The Trump Administration argued the citizenship question would help enforce voting rights laws, yet the Supreme Court called this reasoning “contrived” and later reports “emerged showing that the proposal was racially motivated and designed expressly to benefit non-Hispanic whites and Republicans.” Because Census data is also used to apportion how many Congressional seats go to states, this undercount would lead to Texas gaining one, rather than two, House seats. 

As discussed in our previous post, the private sector relies on Census data for important business decisions such as where to locate distribution centers, where to expand local new stores, and where they have the best chance of seeing a high return on investment. A major distortion of this data in Texas could spell bad news for business. Members of the private sector have voiced concern over the inclusion of a citizenship question on the Census and the potential undercount. Lower response rates present an additional problem of driving up Census costs; when no one answers for a home or answers incompletely, the Census Bureau attempts a series of follow-up contacts, including sending census takers to attempt in-person interviews. This could increase costs by hundreds of millions of dollars.

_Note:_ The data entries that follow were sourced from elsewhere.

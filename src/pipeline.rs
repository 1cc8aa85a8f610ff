//! Ingestion pipeline: venue log subscription, two-phase processing,
//! universe maintenance, scoring ticks, and signal emission.
//!
//! Phase-1 is cheap: discriminator decode plus a heuristic instruction
//! parse feed the hot-candidate tracker. Phase-2 is expensive: on a hot
//! alert, recent signatures for the candidate are enriched over RPC, the
//! real mint is resolved by majority, and verified events enter the
//! universe. All downstream consumers hear about it over one typed
//! channel.

use anyhow::{anyhow, Context, Result};
use futures_util::{SinkExt, StreamExt};
use lru::LruCache;
use serde_json::json;
use std::collections::{HashSet, VecDeque};
use std::num::NonZeroUsize;
use std::sync::{Arc, Mutex};
use std::time::Duration;
use tokio::sync::mpsc;
use tokio_tungstenite::{connect_async, tungstenite::Message};
use tracing::{debug, error, info, warn};

use crate::classifier::{AddressClassifier, AMM_PROGRAM, BONDING_CURVE_PROGRAM};
use crate::config::Config;
use crate::decoder::{BinaryEventDecoder, DecodedRecord};
use crate::enricher::TransactionEnricher;
use crate::hot_tracker::{HotCandidateTracker, Phase2Outcome};
use crate::mint_verifier::MintVerifier;
use crate::risk::{RiskGates, SellQuoter};
use crate::rpc::RpcClient;
use crate::scorer::MomentumScorer;
use crate::types::{
    now_ms, EntrySignal, ExitSignal, HotDetectionStats, PipelineEvent, SwapEvent,
};
use crate::universe::TokenUniverse;

/// Signature dedup bound; halved when full.
const DEDUP_CAP: usize = 10_000;
/// Tracked Phase-1 candidates (LRU by last-seen).
const CANDIDATE_RING_CAP: usize = 4_096;
/// Triggering signatures retained per candidate.
const SIGS_PER_CANDIDATE: usize = 20;
/// Signatures enriched per Phase-2 pass.
const PHASE2_SAMPLE: usize = 5;

const SCORING_TICK: Duration = Duration::from_secs(1);
const UNIVERSE_TICK: Duration = Duration::from_secs(10);
const STATS_TICK: Duration = Duration::from_secs(60);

It is important for the Austin and greater Texas community to understand the potential harmful effects of asking a citizenship question on the Census in order to collectively oppose the inclusion of one in the future. 

Future installments will address the following topics and challenges as they relate to the 2020 Census:

 

  • Funding the census
  • Methods: Internet, rural broadband, and data privacy
  • District maps, gerrymandering, voting rights and civil rights enforcement

 

What topics are you interested in? What would you like to be covered? Tweet @AustinTech with census topics you’d like to learn more about.

This post was researched and written by Jada Fraser on behalf of Austin Tech Alliance.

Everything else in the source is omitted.